2. The stator winding device for motor production according to claim 1, wherein the driving assembly comprises a rotating shaft (703) rotatably arranged at the bottom end of the working plate (3), and a plurality of first bevel gears (704) are fixedly connected to the peripheral surface of the rotating shaft (703);

the bottom end of the working plate (3) is also rotatably connected with a plurality of second gears (709) meshed with the racks (708), and the second gears (709) are fixedly connected with second bevel gears (710) meshed with the first bevel gears (704);

the working plate (3) is provided with a driving piece for driving the rotating shaft (703) to rotate.
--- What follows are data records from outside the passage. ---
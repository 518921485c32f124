//! Configuration management for the admission service.
//!
//! Values are layered: built-in defaults, then an optional YAML file, then
//! `ADMISSION__`-prefixed environment variables (`ADMISSION__SERVER__LISTEN_ADDR`,
//! `ADMISSION__ADMISSION__RETENTION_SECS`, ...).

use serde::{Deserialize, Serialize};
use std::collections::HashMap;
use std::net::SocketAddr;
use std::path::Path;
use std::time::Duration;
use tracing::info;

use crate::error::{AdmissionError, Result};
use crate::ratelimit::{PolicyTable, WindowPolicy};

/// Prefix for environment overrides.
const ENV_PREFIX: &str = "ADMISSION";
/// Separator between the prefix and nested keys.
const ENV_SEPARATOR: &str = "__";
/// Upper bound on `retention_secs`: one year.
const MAX_RETENTION_SECS: u64 = 365 * 24 * 60 * 60;

/// Main configuration for the admission service.
#[derive(Debug, Clone, Default, Serialize, Deserialize)]
pub struct AppConfig {
    /// Server configuration
    #[serde(default)]
    pub server: ServerConfig,

    /// Admission control configuration
    #[serde(default)]
    pub admission: AdmissionConfig,

    /// Logging configuration
    #[serde(default)]
    pub logging: LoggingConfig,
}

/// Server configuration.
#[derive(Debug, Clone, Serialize, Deserialize)]
pub struct ServerConfig {
    /// HTTP listen address
    #[serde(default = "default_listen_addr")]
    pub listen_addr: SocketAddr,
}

impl Default for ServerConfig {
    fn default() -> Self {
        Self {
            listen_addr: default_listen_addr(),
        }
    }
}

fn default_listen_addr() -> SocketAddr {
    SocketAddr::from(([127, 0, 0, 1], 8080))
}

/// Admission control configuration.
#[derive(Debug, Clone, Serialize, Deserialize)]
pub struct AdmissionConfig {
    /// How often idle request logs are swept, in seconds
    #[serde(default = "default_sweep_interval")]
    pub sweep_interval_secs: u64,

    /// How long request timestamps are retained, in seconds
    #[serde(default = "default_retention")]
    pub retention_secs: u64,

    /// Per-preset policy overrides, keyed by preset name
    #[serde(default)]
    pub presets: HashMap<String, WindowPolicy>,
}

impl Default for AdmissionConfig {
    fn default() -> Self {
        Self {
            sweep_interval_secs: default_sweep_interval(),
            retention_secs: default_retention(),
            presets: HashMap::new(),
        }
    }
}

fn default_sweep_interval() -> u64 {
    300
}

fn default_retention() -> u64 {
    3600
}

impl AdmissionConfig {
    pub fn sweep_interval(&self) -> Duration {
        Duration::from_secs(self.sweep_interval_secs)
    }

    pub fn retention(&self) -> Duration {
        Duration::from_secs(self.retention_secs)
    }

    /// The preset policies with overrides applied.
    pub fn policy_table(&self) -> Result<PolicyTable> {
        PolicyTable::with_overrides(&self.presets)
    }
}

/// Logging configuration.
#[derive(Debug, Clone, Serialize, Deserialize)]
pub struct LoggingConfig {
    /// Default filter directive; `RUST_LOG` takes precedence
    #[serde(default = "default_log_level")]
    pub level: String,

    /// Output format
    #[serde(default)]
    pub format: LogFormat,
}

impl Default for LoggingConfig {
    fn default() -> Self {
        Self {
            level: default_log_level(),
            format: LogFormat::default(),
        }
    }
}

fn default_log_level() -> String {
    "info".to_string()
}

/// Log output format.
#[derive(Debug, Clone, Copy, Default, PartialEq, Eq, Serialize, Deserialize)]
#[serde(rename_all = "lowercase")]
pub enum LogFormat {
    #[default]
    Text,
    Json,
}

impl AppConfig {
    /// Load configuration from defaults, an optional YAML file and the
    /// environment.
    pub fn load(path: Option<&Path>) -> Result<Self> {
        Self::load_with_env(path, None)
    }

    /// Like [`load`](Self::load), reading environment overrides from `env`
    /// instead of the process environment when given.
    pub fn load_with_env(path: Option<&Path>, env: Option<HashMap<String, String>>) -> Result<Self> {
        let mut builder = config::Config::builder();

        if let Some(path) = path {
            info!(path = %path.display(), "Loading configuration file");
            builder = builder.add_source(
                config::File::from(path)
                    .format(config::FileFormat::Yaml)
                    .required(true),
            );
        }

        let settings = builder
            .add_source(
                config::Environment::with_prefix(ENV_PREFIX)
                    .prefix_separator(ENV_SEPARATOR)
                    .separator(ENV_SEPARATOR)
                    .try_parsing(true)
                    .source(env),
            )
            .build()?;

        let config: AppConfig = settings.try_deserialize()?;
        config.validate()?;
        Ok(config)
    }

    /// Load configuration from a YAML string.
    pub fn from_yaml(yaml: &str) -> Result<Self> {
        let config: AppConfig = serde_yaml::from_str(yaml)
            .map_err(|e| AdmissionError::Config(e.to_string()))?;
        config.validate()?;
        Ok(config)
    }

    /// Reject settings that cannot work at runtime.
    pub fn validate(&self) -> Result<()> {
        if self.admission.sweep_interval_secs == 0 {
            return Err(AdmissionError::Config(
                "sweep_interval_secs must be positive".to_string(),
            ));
        }
        if self.admission.retention_secs == 0 {
            return Err(AdmissionError::Config(
                "retention_secs must be positive".to_string(),
            ));
        }
        if self.admission.retention_secs > MAX_RETENTION_SECS {
            return Err(AdmissionError::Config(format!(
                "retention_secs must not exceed {}",
                MAX_RETENTION_SECS
            )));
        }

        let longest = self.admission.policy_table()?.longest_window();
        if self.admission.retention() < longest {
            return Err(AdmissionError::Config(format!(
                "retention_secs ({}) is shorter than the longest preset window ({}s)",
                self.admission.retention_secs,
                longest.as_secs()
            )));
        }

        Ok(())
    }
}

#[cfg(test)]
mod tests {
    use super::*;
    use crate::ratelimit::Preset;

    fn env(pairs: &[(&str, &str)]) -> Option<HashMap<String, String>> {
        Some(
            pairs
                .iter()
                .map(|(k, v)| (k.to_string(), v.to_string()))
                .collect(),
        )
    }

    #[test]
    fn test_defaults() {
        let config = AppConfig::load_with_env(None, env(&[])).unwrap();
        assert_eq!(config.server.listen_addr, default_listen_addr());
        assert_eq!(config.admission.sweep_interval(), Duration::from_secs(300));
        assert_eq!(config.admission.retention(), Duration::from_secs(3600));
        assert_eq!(config.logging.level, "info");
        assert_eq!(config.logging.format, LogFormat::Text);
        assert_eq!(config.admission.policy_table().unwrap(), PolicyTable::new());
    }

    #[test]
    fn test_from_yaml() {
        let yaml = r#"
server:
  listen_addr: 0.0.0.0:9000
admission:
  sweep_interval_secs: 60
  presets:
    auth:
      max_requests: 3
      window_ms: 600000
logging:
  format: json
"#;
        let config = AppConfig::from_yaml(yaml).unwrap();
        assert_eq!(config.server.listen_addr.port(), 9000);
        assert_eq!(config.admission.sweep_interval_secs, 60);
        assert_eq!(config.logging.format, LogFormat::Json);

        let table = config.admission.policy_table().unwrap();
        assert_eq!(table.get(Preset::Auth).max_requests(), 3);
        assert_eq!(table.get(Preset::Api), Preset::Api.default_policy());
    }

    #[test]
    fn test_file_and_env_layering() {
        let path = std::env::temp_dir().join(format!("admission-{}.yaml", std::process::id()));
        std::fs::write(
            &path,
            "server:\n  listen_addr: 127.0.0.1:7000\nadmission:\n  retention_secs: 7200\n",
        )
        .unwrap();

        let config = AppConfig::load_with_env(
            Some(&path),
            env(&[
                ("ADMISSION__SERVER__LISTEN_ADDR", "127.0.0.1:7001"),
                ("ADMISSION__LOGGING__LEVEL", "debug"),
            ]),
        )
        .unwrap();
        std::fs::remove_file(&path).unwrap();

        assert_eq!(config.server.listen_addr.port(), 7001);
        assert_eq!(config.admission.retention_secs, 7200);
        assert_eq!(config.logging.level, "debug");
    }

    #[test]
    fn test_missing_file_is_an_error() {
        let path = std::env::temp_dir().join("admission-does-not-exist.yaml");
        assert!(matches!(
            AppConfig::load_with_env(Some(&path), env(&[])),
            Err(AdmissionError::Config(_))
        ));
    }

    #[test]
    fn test_rejects_invalid_policy() {
        let yaml = r#"
admission:
  presets:
    write:
      max_requests: 0
      window_ms: 60000
"#;
        assert!(AppConfig::from_yaml(yaml).is_err());
    }

    #[test]
    fn test_rejects_unknown_preset() {
        let yaml = r#"
admission:
  presets:
    bulk:
      max_requests: 5
      window_ms: 60000
"#;
        assert!(matches!(
            AppConfig::from_yaml(yaml),
            Err(AdmissionError::UnknownPreset(_))
        ));
    }

    #[test]
    fn test_rejects_short_retention() {
        let yaml = r#"
admission:
  retention_secs: 600
"#;
        // The auth preset window is 15 minutes
        assert!(matches!(
            AppConfig::from_yaml(yaml),
            Err(AdmissionError::Config(msg)) if msg.contains("retention_secs")
        ));
    }

    #[test]
    fn test_rejects_zero_sweep_interval() {
        let yaml = r#"
admission:
  sweep_interval_secs: 0
"#;
        assert!(AppConfig::from_yaml(yaml).is_err());
    }

    #[test]
    fn test_rejects_oversized_retention() {
        let yaml = format!("admission:\n  retention_secs: {}\n", MAX_RETENTION_SECS + 1);
        assert!(matches!(
            AppConfig::from_yaml(&yaml),
            Err(AdmissionError::Config(msg)) if msg.contains("must not exceed")
        ));

        let yaml = format!("admission:\n  retention_secs: {}\n", MAX_RETENTION_SECS);
        assert!(AppConfig::from_yaml(&yaml).is_ok());
    }
}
3. The stator winding device for motor production according to claim 2, wherein the bottom end of the working plate (3) is fixedly connected with two support plates (701), and the rotating shaft (703) is rotatably connected to the two support plates (701).

4. A stator winding arrangement for motor production according to claim 3, characterized in that the driving member is a driving motor (702) fixedly mounted on one of the two support plates (701), the output end of the driving motor (702) being fixedly connected to the rotating shaft (703).

5. The stator winding device for motor production according to claim 1, wherein a plurality of sliding rails (707) are fixedly connected to the bottom surface of the working plate (3), and each of the racks (708) is slidably connected to each of the sliding rails (707).

6. The stator winding device for motor production according to claim 5, wherein the elastic member (711) is a spring, and both ends of the spring are fixedly connected with the slide rail (707) and the rack (708), respectively.

7. The stator winding device for motor production according to claim 1, wherein two clamping plates (83) are arranged on each rotating base (4) in a collinear and reverse sliding manner, and a positioning block (84) is fixedly connected to one side of each clamping plate (83) close to each other;

a plurality of positioning cylinders (5) are arranged on each rotating base (4), two positioning grooves (51) matched with two positioning blocks (84) are formed in the peripheral surface of each positioning cylinder (5), and the stator core samples (6) are positioned in the positioning cylinders (5);

and a plurality of second electric telescopic rods (85) are fixedly connected to each rotating base (4), the output ends of the second electric telescopic rods (85) are rotationally connected with pressing plates (86), and the positioning cylinder (5) is positioned between the rotating bases (4) and the pressing plates (86).

8. The stator winding device for motor production according to claim 7, wherein two through holes (81) are formed in the rotating base (4), and two clamping plates (83) are respectively slidably arranged in the two through holes (81);

the rotating base (4) is rotationally connected with a screw rod (82), two sections of thread sections with opposite rotation directions are arranged on the screw rod (82), and two clamping plates (83) are respectively in threaded connection with the two thread sections.

9. The stator winding device for motor production according to claim 1, wherein a plurality of first electric telescopic rods (2) are fixedly mounted at the top end of the mounting plate (1), and the output end of each first electric telescopic rod (2) is fixedly connected to the working plate (3).